[Collected data]
──────────────────────────────

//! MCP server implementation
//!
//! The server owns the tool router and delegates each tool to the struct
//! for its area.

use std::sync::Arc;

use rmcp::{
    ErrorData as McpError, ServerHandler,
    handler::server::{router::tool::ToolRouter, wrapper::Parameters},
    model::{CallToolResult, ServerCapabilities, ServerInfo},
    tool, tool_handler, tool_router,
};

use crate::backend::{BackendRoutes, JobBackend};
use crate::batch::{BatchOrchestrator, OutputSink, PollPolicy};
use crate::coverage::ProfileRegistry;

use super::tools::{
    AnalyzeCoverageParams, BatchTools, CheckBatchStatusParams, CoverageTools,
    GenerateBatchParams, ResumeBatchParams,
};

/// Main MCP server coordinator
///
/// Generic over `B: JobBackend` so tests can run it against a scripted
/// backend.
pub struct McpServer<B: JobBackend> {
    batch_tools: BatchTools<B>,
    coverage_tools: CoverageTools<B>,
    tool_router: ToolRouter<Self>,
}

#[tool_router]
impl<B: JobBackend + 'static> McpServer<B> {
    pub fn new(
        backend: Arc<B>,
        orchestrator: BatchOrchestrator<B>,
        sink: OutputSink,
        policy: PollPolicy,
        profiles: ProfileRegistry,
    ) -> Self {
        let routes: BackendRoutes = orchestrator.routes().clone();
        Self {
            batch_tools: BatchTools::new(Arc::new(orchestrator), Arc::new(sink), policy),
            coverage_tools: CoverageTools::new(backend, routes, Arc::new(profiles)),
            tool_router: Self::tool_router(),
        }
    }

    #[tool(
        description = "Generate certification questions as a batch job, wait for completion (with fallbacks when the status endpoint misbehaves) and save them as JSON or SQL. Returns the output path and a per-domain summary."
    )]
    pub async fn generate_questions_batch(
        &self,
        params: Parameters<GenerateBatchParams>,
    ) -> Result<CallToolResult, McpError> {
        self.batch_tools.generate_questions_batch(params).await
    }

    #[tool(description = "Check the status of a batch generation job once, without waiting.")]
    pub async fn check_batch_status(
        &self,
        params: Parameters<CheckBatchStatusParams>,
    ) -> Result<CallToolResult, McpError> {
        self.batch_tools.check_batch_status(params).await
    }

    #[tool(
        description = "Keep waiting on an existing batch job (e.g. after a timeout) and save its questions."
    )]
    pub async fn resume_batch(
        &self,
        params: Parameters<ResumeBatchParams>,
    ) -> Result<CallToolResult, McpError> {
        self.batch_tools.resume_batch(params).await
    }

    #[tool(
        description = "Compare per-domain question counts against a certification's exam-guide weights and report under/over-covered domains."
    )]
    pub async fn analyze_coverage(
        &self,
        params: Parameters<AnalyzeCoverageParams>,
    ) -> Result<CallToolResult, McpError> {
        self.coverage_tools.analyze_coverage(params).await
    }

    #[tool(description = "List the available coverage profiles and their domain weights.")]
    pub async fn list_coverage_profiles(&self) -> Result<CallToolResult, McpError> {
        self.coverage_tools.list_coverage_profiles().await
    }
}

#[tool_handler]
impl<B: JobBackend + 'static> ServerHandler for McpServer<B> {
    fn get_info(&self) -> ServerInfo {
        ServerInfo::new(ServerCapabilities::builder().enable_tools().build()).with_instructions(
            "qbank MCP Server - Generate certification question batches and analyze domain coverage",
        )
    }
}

──────────────────────────────

### PROMPT
Please repeat each entry. Keep every word the same.

### WORKED SOLUTION
//! MCP server implementation
//!
//! The server owns the tool router and delegates each tool to the struct
//! for its area.

use std::sync::Arc;

use rmcp::{
    ErrorData as McpError, ServerHandler,
    handler::server::{router::tool::ToolRouter, wrapper::Parameters},
    model::{CallToolResult, ServerCapabilities, ServerInfo},
    tool, tool_handler, tool_router,
};

use crate::backend::{BackendRoutes, JobBackend};
use crate::batch::{BatchOrchestrator, OutputSink, PollPolicy};
use crate::coverage::ProfileRegistry;

use super::tools::{
    AnalyzeCoverageParams, BatchTools, CheckBatchStatusParams, CoverageTools,
    GenerateBatchParams, ResumeBatchParams,
};

/// Main MCP server coordinator
///
/// Generic over `B: JobBackend` so tests can run it against a scripted
/// backend.
pub struct McpServer<B: JobBackend> {
    batch_tools: BatchTools<B>,
    coverage_tools: CoverageTools<B>,
    tool_router: ToolRouter<Self>,
}

#[tool_router]
impl<B: JobBackend + 'static> McpServer<B> {
    pub fn new(
        backend: Arc<B>,
        orchestrator: BatchOrchestrator<B>,
        sink: OutputSink,
        policy: PollPolicy,
        profiles: ProfileRegistry,
    ) -> Self {
        let routes: BackendRoutes = orchestrator.routes().clone();
        Self {
            batch_tools: BatchTools::new(Arc::new(orchestrator), Arc::new(sink), policy),
            coverage_tools: CoverageTools::new(backend, routes, Arc::new(profiles)),
            tool_router: Self::tool_router(),
        }
    }

    #[tool(
        description = "Generate certification questions as a batch job, wait for completion (with fallbacks when the status endpoint misbehaves) and save them as JSON or SQL. Returns the output path and a per-domain summary."
    )]
    pub async fn generate_questions_batch(
        &self,
        params: Parameters<GenerateBatchParams>,
    ) -> Result<CallToolResult, McpError> {
        self.batch_tools.generate_questions_batch(params).await
    }

    #[tool(description = "Check the status of a batch generation job once, without waiting.")]
    pub async fn check_batch_status(
        &self,
        params: Parameters<CheckBatchStatusParams>,
    ) -> Result<CallToolResult, McpError> {
        self.batch_tools.check_batch_status(params).await
    }

    #[tool(
        description = "Keep waiting on an existing batch job (e.g. after a timeout) and save its questions."
    )]
    pub async fn resume_batch(
        &self,
        params: Parameters<ResumeBatchParams>,
    ) -> Result<CallToolResult, McpError> {
        self.batch_tools.resume_batch(params).await
    }

    #[tool(
        description = "Compare per-domain question counts against a certification's exam-guide weights and report under/over-covered domains."
    )]
    pub async fn analyze_coverage(
        &self,
        params: Parameters<AnalyzeCoverageParams>,
    ) -> Result<CallToolResult, McpError> {
        self.coverage_tools.analyze_coverage(params).await
    }

    #[tool(description = "List the available coverage profiles and their domain weights.")]
    pub async fn list_coverage_profiles(&self) -> Result<CallToolResult, McpError> {
        self.coverage_tools.list_coverage_profiles().await
    }
}

#[tool_handler]
impl<B: JobBackend + 'static> ServerHandler for McpServer<B> {
    fn get_info(&self) -> ServerInfo {
        ServerInfo::new(ServerCapabilities::builder().enable_tools().build()).with_instructions(
            "qbank MCP Server - Generate certification question batches and analyze domain coverage",
        )
    }
}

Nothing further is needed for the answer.